Create Table - Distribution Check & PI Change - Fallback Create Index - USI - NUSI Create Join Index Create & Collect Statistics
Collect Statistics COLLECT STATISTICS EXPLAIN – WITH STATISTICS Run the Below Explain EXPLAIN SELECT * FROM CUSTOMER_FB WHERE C_NATIONKEY = 10; Note the LOW confidence and the number of rows 707. - Collect Statistics COLLECT STATISTICS ON CUSTOMER_FB COLUMN(C_NATIONKEY); Explain Again Note the HIGH confidence and the number of rows 290. Actual count in the Table SELECT COUNT(1) WHERE C_NATIONKEY = 10 246 EXPLAIN – WITHOUT STATISTICS 1) First, we lock a distinct TRAINER."pseudo table" for read on a RowHash to prevent global deadlock for TRAINER.CUSTOMER_FB. 2) Next, we lock TRAINER.CUSTOMER_FB for read. 3) We do an all-AMPs RETRIEVE step from TRAINER.CUSTOMER_FB by way of an all-rows scan with a condition of ( "TRAINER.CUSTOMER_FB.C_NATIONKEY = 10") into Spool 1 (group_amps), which is built locally on the AMPs.

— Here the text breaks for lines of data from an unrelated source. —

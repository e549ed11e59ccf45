//! Entity identifiers
//!
//! An entity is an opaque id owning no data; components attach to it
//! through the per-kind storages in `World`. Ids are generational: a
//! freed slot is recycled with a bumped generation, so a despawned id
//! can never reappear in any component mapping - stale references to it
//! simply stop resolving.

use serde::{Serialize, Deserialize};

/// Opaque entity id: storage slot index plus the slot's generation at
/// allocation time. Equal ids always mean the same entity.
#[derive(Debug, Clone, Copy, PartialEq, Eq, Hash, Serialize, Deserialize)]
pub struct Entity {
    index: u32,
    generation: u32,
}

impl Entity {
    pub(crate) fn new(index: u32, generation: u32) -> Self {
        Self { index, generation }
    }

    /// Slot index, used by component storages and the pair key
    pub fn index(&self) -> u32 {
        self.index
    }

    pub fn generation(&self) -> u32 {
        self.generation
    }
}

/// Allocates entity ids and tracks which are alive.
pub struct EntityAllocator {
    /// Current generation per slot
    generations: Vec<u32>,
    /// Freed slots available for reuse
    free_indices: Vec<u32>,
    next_fresh: u32,
    alive_count: u32,
}

impl EntityAllocator {
    pub fn new() -> Self {
        Self {
            generations: Vec::new(),
            free_indices: Vec::new(),
            next_fresh: 0,
            alive_count: 0,
        }
    }

    pub fn allocate(&mut self) -> Entity {
        self.alive_count += 1;
        if let Some(index) = self.free_indices.pop() {
            // Generation was bumped when the slot was freed
            Entity::new(index, self.generations[index as usize])
        } else {
            let index = self.next_fresh;
            self.next_fresh += 1;
            self.generations.push(0);
            Entity::new(index, 0)
        }
    }

    /// Free an entity. Returns false if it was already dead.
    pub fn free(&mut self, entity: Entity) -> bool {
        if !self.is_alive(entity) {
            return false;
        }
        self.generations[entity.index as usize] += 1;
        self.free_indices.push(entity.index);
        self.alive_count -= 1;
        true
    }

    pub fn is_alive(&self, entity: Entity) -> bool {
        let idx = entity.index as usize;
        idx < self.generations.len() && self.generations[idx] == entity.generation
    }

    pub fn alive_count(&self) -> u32 {
        self.alive_count
    }

    /// Highest slot index ever handed out plus one. Bounds the pair-key
    /// index space for collision dedup.
    pub fn capacity(&self) -> u32 {
        self.next_fresh
    }

    /// Reconstruct the id currently living at a slot. Only meaningful
    /// for slots the caller knows are occupied - component storages are
    /// cleared on despawn, so any occupied component slot is live.
    pub fn entity_at(&self, index: u32) -> Option<Entity> {
        self.generations
            .get(index as usize)
            .map(|&g| Entity::new(index, g))
    }

    /// Invalidate every live entity, e.g. on level transition.
    pub fn clear(&mut self) {
        for gen in &mut self.generations {
            *gen += 1;
        }
        self.free_indices.clear();
        for i in 0..self.next_fresh {
            self.free_indices.push(i);
        }
        self.alive_count = 0;
    }
}

impl Default for EntityAllocator {
    fn default() -> Self {
        Self::new()
    }
}

#[cfg(test)]
mod tests {
    use super::*;

    #[test]
    fn test_allocate_and_free() {
        let mut alloc = EntityAllocator::new();
        let a = alloc.allocate();
        let b = alloc.allocate();
        assert_eq!(alloc.alive_count(), 2);
        assert!(alloc.free(a));
        assert!(!alloc.free(a));
        assert!(!alloc.is_alive(a));
        assert!(alloc.is_alive(b));
    }

    #[test]
    fn test_freed_id_never_resolves_again() {
        let mut alloc = EntityAllocator::new();
        let a = alloc.allocate();
        alloc.free(a);
        // The slot is recycled, the id is not
        let b = alloc.allocate();
        assert_eq!(b.index(), a.index());
        assert_ne!(b.generation(), a.generation());
        assert!(!alloc.is_alive(a));
        assert!(alloc.is_alive(b));
    }

    #[test]
    fn test_clear_invalidates_everything() {
        let mut alloc = EntityAllocator::new();
        let ids: Vec<_> = (0..5).map(|_| alloc.allocate()).collect();
        alloc.clear();
        assert_eq!(alloc.alive_count(), 0);
        for id in ids {
            assert!(!alloc.is_alive(id));
        }
    }
}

The size of Spool 1 is estimated with no confidence to be 707 rows. The estimated time for this step is 0.14 seconds. -> The contents of Spool 1 are sent back to the user as the result of statement 1. The total estimated time is 0.14 seconds. EXPLAIN – WITH STATISTICS 1) First, we lock a distinct TRAINER."pseudo table" for read on a RowHash to prevent global deadlock for TRAINER.CUSTOMER_FB. 2) Next, we lock TRAINER.CUSTOMER_FB for read. 3) We do an all-AMPs RETRIEVE step from TRAINER.CUSTOMER_FB by way of an all-rows scan with a condition of ( "TRAINER.CUSTOMER_FB.C_NATIONKEY = 10") into Spool 1 (group_amps), which is built locally on the AMPs. The size of Spool 1 is estimated with high confidence to be 290 rows. The estimated time for this step is 0.13 seconds. -> The contents of Spool 1 are sent back to the user as the result of statement 1. The total estimated time is 0.13 seconds.